Nikki Sixx: There’s basically six songs, a couple are re-imagined, brand new songs on the Sixx:A.M. album. “The First 21” song, which correlates with the book, is really exciting because I talked with James and DJ in Sixx:A.M. I said, “We had a lot of success writing the soundtrack to The Heroin Diaries book.” It was really exciting for us.
DJ was telling me about growing up in Indiana, and James was talking about this and that when he was younger. We just started talking about those summer nights like riding bicycles and listening to your favorite band and getting a crush on a girl that wouldn’t give you the time of day because she was way out of your league. All of that came out in the song “The First 21.”
The bonus to all that is when talking to my family and doing the research for this book, my aunt and uncle had boxes and boxes of reels to reels that were 8mm. Lucy Dyson, who works with Paul McCartney a lot as a director, put together an amazing video for “The First 21” using that 8mm footage. If you haven’t gotten a chance to watch it yet, check it out.
Smashing Interviews Magazine: One final question, Nikki. Can we say that the Purple People Eaters actually influenced your “look” in your early career?

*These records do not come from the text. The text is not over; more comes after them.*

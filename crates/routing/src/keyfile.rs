//! 그룹 key-value 설정 파일 리더
//!
//! 라우팅 설정 파일은 `[그룹]` 헤더와 `Key=Value` 줄로 구성된 텍스트입니다:
//!
//! ```text
//! # 주석
//! [OUTPUT=stdlog]
//! File=/var/log/messages
//! MaxSize=100K
//!
//! [CONTEXT=<global>]
//! Rule1=*.*,stdlog
//! ```
//!
//! 로더는 구체 타입이 아니라 [`GroupSource`] trait을 통해 그룹을 읽으므로
//! 테스트에서 인메모리 소스를 바로 사용할 수 있습니다.

use std::collections::HashMap;
use std::path::Path;

use crate::error::ConfError;
use crate::parse::split_key_value;

/// 그룹 key-value 소스
///
/// 로더가 설정 데이터를 읽는 통로입니다. 그룹 순서는 정의 순서를
/// 보존해야 합니다. 첫 출력/첫 컨텍스트 불변식이 순서에 의존합니다.
pub trait GroupSource {
    /// 정의 순서대로 그룹 이름을 반환합니다.
    fn groups(&self) -> Vec<&str>;

    /// 그룹 내 키의 값을 반환합니다. 그룹 또는 키가 없으면 `None`입니다.
    fn get(&self, group: &str, key: &str) -> Option<&str>;
}

/// 파싱된 그룹 하나
#[derive(Debug, Clone)]
struct Group {
    name: String,
    entries: HashMap<String, String>,
}

/// 그룹 key-value 파일
///
/// 같은 이름의 그룹이 여러 번 나타나면 첫 그룹에 병합되고,
/// 같은 키가 중복되면 나중 값이 우선합니다.
#[derive(Debug, Clone, Default)]
pub struct KeyFile {
    groups: Vec<Group>,
}

impl KeyFile {
    /// 텍스트를 파싱하여 `KeyFile`을 생성합니다.
    ///
    /// - 빈 줄과 `#`/`;` 주석 줄은 무시합니다.
    /// - `[이름]` 줄은 그룹 헤더입니다. 이름은 비어 있을 수 없습니다.
    /// - 그 외 줄은 `Key=Value`여야 하며, 그룹 밖에 나타나면 에러입니다.
    pub fn parse(text: &str) -> Result<Self, ConfError> {
        let mut groups: Vec<Group> = Vec::new();
        let mut current: Option<usize> = None;

        for (idx, raw_line) in text.lines().enumerate() {
            let line_no = idx + 1;
            let line = raw_line.trim();

            if line.is_empty() || line.starts_with('#') || line.starts_with(';') {
                continue;
            }

            if let Some(header) = line.strip_prefix('[') {
                let Some(name) = header.strip_suffix(']') else {
                    return Err(ConfError::KeyFile {
                        line: line_no,
                        reason: "unterminated group header, expected ']'".to_owned(),
                    });
                };
                if name.is_empty() {
                    return Err(ConfError::KeyFile {
                        line: line_no,
                        reason: "empty group name".to_owned(),
                    });
                }

                // 같은 이름의 그룹은 첫 그룹에 병합
                let pos = match groups.iter().position(|g| g.name == name) {
                    Some(pos) => pos,
                    None => {
                        groups.push(Group {
                            name: name.to_owned(),
                            entries: HashMap::new(),
                        });
                        groups.len() - 1
                    }
                };
                current = Some(pos);
                continue;
            }

            let Some(pos) = current else {
                return Err(ConfError::KeyFile {
                    line: line_no,
                    reason: format!("key-value pair outside of any group: '{line}'"),
                });
            };

            let Some((key, value)) = split_key_value(line) else {
                return Err(ConfError::KeyFile {
                    line: line_no,
                    reason: format!("expected KEY=VALUE, got '{line}'"),
                });
            };

            // 중복 키는 나중 값이 우선
            groups[pos]
                .entries
                .insert(key.to_owned(), value.to_owned());
        }

        Ok(Self { groups })
    }

    /// 파일을 읽어 파싱합니다.
    pub async fn from_file(path: impl AsRef<Path>) -> Result<Self, ConfError> {
        let path = path.as_ref();
        let content = tokio::fs::read_to_string(path).await?;
        Self::parse(&content)
    }

    /// 그룹 수를 반환합니다.
    pub fn len(&self) -> usize {
        self.groups.len()
    }

    /// 그룹이 하나도 없는지 확인합니다.
    pub fn is_empty(&self) -> bool {
        self.groups.is_empty()
    }
}

impl GroupSource for KeyFile {
    fn groups(&self) -> Vec<&str> {
        self.groups.iter().map(|g| g.name.as_str()).collect()
    }

    fn get(&self, group: &str, key: &str) -> Option<&str> {
        self.groups
            .iter()
            .find(|g| g.name == group)?
            .entries
            .get(key)
            .map(String::as_str)
    }
}

#[cfg(test)]
mod tests {
    use super::*;

    #[test]
    fn parse_basic_groups() {
        let text = "\
[OUTPUT=stdlog]
File=/var/log/messages
MaxSize=100K

[CONTEXT=<global>]
Rule1=*.*,stdlog
";
        let kf = KeyFile::parse(text).unwrap();
        assert_eq!(kf.groups(), vec!["OUTPUT=stdlog", "CONTEXT=<global>"]);
        assert_eq!(kf.get("OUTPUT=stdlog", "File"), Some("/var/log/messages"));
        assert_eq!(kf.get("CONTEXT=<global>", "Rule1"), Some("*.*,stdlog"));
        assert_eq!(kf.get("OUTPUT=stdlog", "Rotations"), None);
        assert_eq!(kf.get("OUTPUT=missing", "File"), None);
    }

    #[test]
    fn comments_and_blank_lines_ignored() {
        let text = "\
# 주석
; 주석

[OUTPUT=stdlog]
# 또 주석
File=/var/log/messages
";
        let kf = KeyFile::parse(text).unwrap();
        assert_eq!(kf.len(), 1);
        assert_eq!(kf.get("OUTPUT=stdlog", "File"), Some("/var/log/messages"));
    }

    #[test]
    fn duplicate_group_merges_into_first() {
        let text = "\
[OUTPUT=stdlog]
File=/var/log/messages

[OUTPUT=kernlog]
File=/var/log/kern.log

[OUTPUT=stdlog]
MaxSize=4K
";
        let kf = KeyFile::parse(text).unwrap();
        // 그룹 순서는 최초 등장 순서를 유지
        assert_eq!(kf.groups(), vec!["OUTPUT=stdlog", "OUTPUT=kernlog"]);
        assert_eq!(kf.get("OUTPUT=stdlog", "File"), Some("/var/log/messages"));
        assert_eq!(kf.get("OUTPUT=stdlog", "MaxSize"), Some("4K"));
    }

    #[test]
    fn duplicate_key_last_wins() {
        let text = "\
[OUTPUT=stdlog]
File=/var/log/a
File=/var/log/b
";
        let kf = KeyFile::parse(text).unwrap();
        assert_eq!(kf.get("OUTPUT=stdlog", "File"), Some("/var/log/b"));
    }

    #[test]
    fn value_may_contain_equals() {
        let text = "[CONTEXT=<global>]\nRule1=kern.err,stdlog\nNote=a=b\n";
        let kf = KeyFile::parse(text).unwrap();
        assert_eq!(kf.get("CONTEXT=<global>", "Note"), Some("a=b"));
    }

    #[test]
    fn key_outside_group_is_error() {
        let err = KeyFile::parse("File=/var/log/messages\n").unwrap_err();
        assert!(matches!(err, ConfError::KeyFile { line: 1, .. }));
    }

    #[test]
    fn line_without_equals_is_error() {
        let text = "[OUTPUT=stdlog]\nFile /var/log/messages\n";
        let err = KeyFile::parse(text).unwrap_err();
        assert!(matches!(err, ConfError::KeyFile { line: 2, .. }));
    }

    #[test]
    fn unterminated_header_is_error() {
        let err = KeyFile::parse("[OUTPUT=stdlog\n").unwrap_err();
        assert!(matches!(err, ConfError::KeyFile { line: 1, .. }));
    }

    #[test]
    fn empty_group_name_is_error() {
        let err = KeyFile::parse("[]\n").unwrap_err();
        assert!(matches!(err, ConfError::KeyFile { line: 1, .. }));
    }

    #[test]
    fn empty_input_yields_empty_keyfile() {
        let kf = KeyFile::parse("").unwrap();
        assert!(kf.is_empty());
    }

    #[tokio::test]
    async fn from_file_nonexistent_is_io_error() {
        let result = KeyFile::from_file("/nonexistent/logroute.conf").await;
        assert!(matches!(result, Err(ConfError::Io(_))));
    }
}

Nikki Sixx: Yeah, the Minnesota Vikings. A lot of people have not really connected that the reason I wear the stripes under my eyes is because I played football as a kid. The reason I played football as a kid is not only did I watch a lot of football with my mom growing up, but she was friends with Alan Page and Carl Eller. They were defensive tackles for the Purple People Eaters, the Minnesota Vikings, the most menacing, dangerous defensive team at the time in the 70s. These guys were around, and they were big. They were monsters, they were cool, and they carried me around on their shoulders.
I just remember the stripes and putting them under my eyes one night and was like, “Oh!” It was so random, and I don’t think anybody else had put stripes under their eyes. Even though it’s a football thing, they’re going to go, “That’s Nikki Sixx!” It’s just like nobody can put a star under their eye because that’s going to be Paul Stanley. And it all came from my love of football. So take the New York Dolls, throw in some Cheap Trick, throw in some football, throw in some Bukowski, throw me into a city, and there you go!